>>>

//! Log Sink - one structured tracing event per prediction

use super::{PredictionRecord, PredictionSink, SinkError};

pub struct LogSink;

impl PredictionSink for LogSink {
    fn name(&self) -> &'static str {
        "log"
    }

    fn write(&self, records: &[PredictionRecord]) -> Result<(), SinkError> {
        for r in records {
            tracing::info!(
                target: "predictions",
                event_type = "prediction",
                user_id = r.user_id,
                movie_id = r.movie_id,
                prediction = r.prediction,
                prediction_class = r.prediction_class,
                inference_time_ms = r.inference_time_ms,
                model_version = %r.model_version,
                "prediction served"
            );
        }
        Ok(())
    }
}
use std::fmt;
use std::sync::mpsc::{self, Receiver, SyncSender, TrySendError};
use std::sync::Arc;

use framelink_frame::{Buffer, BufferPool};
use tracing::{debug, warn};

use crate::error::{Result, RpcError};

/// Outcome delivered to a waiting call: the response buffer for a two-way
/// call, `None` once a one-way frame is written, or the failure.
pub(crate) type Completion = Result<Option<Buffer>>;

/// An outbound request in flight.
///
/// Built by [`Stream::new_call`](crate::Stream::new_call), filled through
/// [`Call::buffer_mut`], submitted with [`Stream::call`](crate::Stream::call)
/// and awaited with [`Call::done`]. After a successful two-way call the
/// buffer holds the response, with the cursor at the application bytes.
///
/// Dropping a call returns whatever buffer it holds to the pool.
pub struct Call {
    seq: Option<u64>,
    buffer: Option<Buffer>,
    completer: Option<Completer>,
    signal: Receiver<Completion>,
    done: bool,
    pool: Arc<dyn BufferPool>,
}

impl Call {
    pub(crate) fn new(seq: Option<u64>, buffer: Buffer, pool: Arc<dyn BufferPool>) -> Self {
        let (tx, signal) = mpsc::sync_channel(1);
        Self {
            seq,
            buffer: Some(buffer),
            completer: Some(Completer {
                tx,
                seq,
                pool: Arc::clone(&pool),
            }),
            signal,
            done: false,
            pool,
        }
    }

    /// Sequence number, `None` for one-way calls.
    pub fn seq(&self) -> Option<u64> {
        self.seq
    }

    pub fn is_one_way(&self) -> bool {
        self.seq.is_none()
    }

    /// The request buffer before submission, the response after `done()`.
    pub fn buffer(&self) -> Option<&Buffer> {
        self.buffer.as_ref()
    }

    pub fn buffer_mut(&mut self) -> Option<&mut Buffer> {
        self.buffer.as_mut()
    }

    /// Take ownership of the held buffer. Hand it back with
    /// [`Stream::release`](crate::Stream::release) when finished.
    pub fn take_buffer(&mut self) -> Option<Buffer> {
        self.buffer.take()
    }

    /// Block until the call resolves.
    ///
    /// The outcome can be observed once; later calls return
    /// [`RpcError::AlreadyDone`].
    pub fn done(&mut self) -> Result<()> {
        if self.completer.is_some() {
            return Err(RpcError::NotSubmitted);
        }
        if self.done {
            return Err(RpcError::AlreadyDone);
        }
        self.done = true;

        // A completer dropped without firing means the stream went away.
        match self.signal.recv().unwrap_or(Err(RpcError::Closed)) {
            Ok(response) => {
                self.buffer = response;
                Ok(())
            }
            Err(err) => Err(err),
        }
    }

    /// Detach the request buffer and the completer for submission.
    pub(crate) fn submit(&mut self) -> Option<(Buffer, Completer)> {
        let completer = self.completer.take()?;
        let Some(buffer) = self.buffer.take() else {
            // Caller took the request buffer before submitting.
            completer.complete(Err(RpcError::Protocol(
                "call submitted without a request buffer".to_string(),
            )));
            return None;
        };
        Some((buffer, completer))
    }
}

impl Drop for Call {
    fn drop(&mut self) {
        if let Some(buffer) = self.buffer.take() {
            self.pool.release(buffer);
        }
        // A completion that arrived but was never observed.
        if let Ok(Ok(Some(buffer))) = self.signal.try_recv() {
            self.pool.release(buffer);
        }
    }
}

impl fmt::Debug for Call {
    fn fmt(&self, f: &mut fmt::Formatter<'_>) -> fmt::Result {
        f.debug_struct("Call")
            .field("seq", &self.seq)
            .field("submitted", &self.completer.is_none())
            .field("done", &self.done)
            .field("buffer_len", &self.buffer.as_ref().map(Buffer::len))
            .finish()
    }
}

/// The resolving side of a [`Call`]; consumed when it fires.
pub(crate) struct Completer {
    tx: SyncSender<Completion>,
    seq: Option<u64>,
    pool: Arc<dyn BufferPool>,
}

impl Completer {
    pub(crate) fn complete(self, outcome: Completion) {
        match self.tx.try_send(outcome) {
            Ok(()) => {}
            Err(TrySendError::Full(outcome)) => {
                warn!(seq = ?self.seq, "call already resolved; dropping completion");
                self.recycle(outcome);
            }
            Err(TrySendError::Disconnected(outcome)) => {
                debug!(seq = ?self.seq, "call abandoned before completion");
                self.recycle(outcome);
            }
        }
    }

    fn recycle(&self, outcome: Completion) {
        if let Ok(Some(buffer)) = outcome {
            self.pool.release(buffer);
        }
    }
}

impl fmt::Debug for Completer {
    fn fmt(&self, f: &mut fmt::Formatter<'_>) -> fmt::Result {
        f.debug_struct("Completer").field("seq", &self.seq).finish()
    }
}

<<<

Each line of the entries above that contains "crate" is to be copied.

use crate::error::{Result, RpcError};
pub(crate) type Completion = Result<Option<Buffer>>;
/// Built by [`Stream::new_call`](crate::Stream::new_call), filled through
/// [`Call::buffer_mut`], submitted with [`Stream::call`](crate::Stream::call)
    pub(crate) fn new(seq: Option<u64>, buffer: Buffer, pool: Arc<dyn BufferPool>) -> Self {
    /// [`Stream::release`](crate::Stream::release) when finished.
    pub(crate) fn submit(&mut self) -> Option<(Buffer, Completer)> {
pub(crate) struct Completer {
    pub(crate) fn complete(self, outcome: Completion) {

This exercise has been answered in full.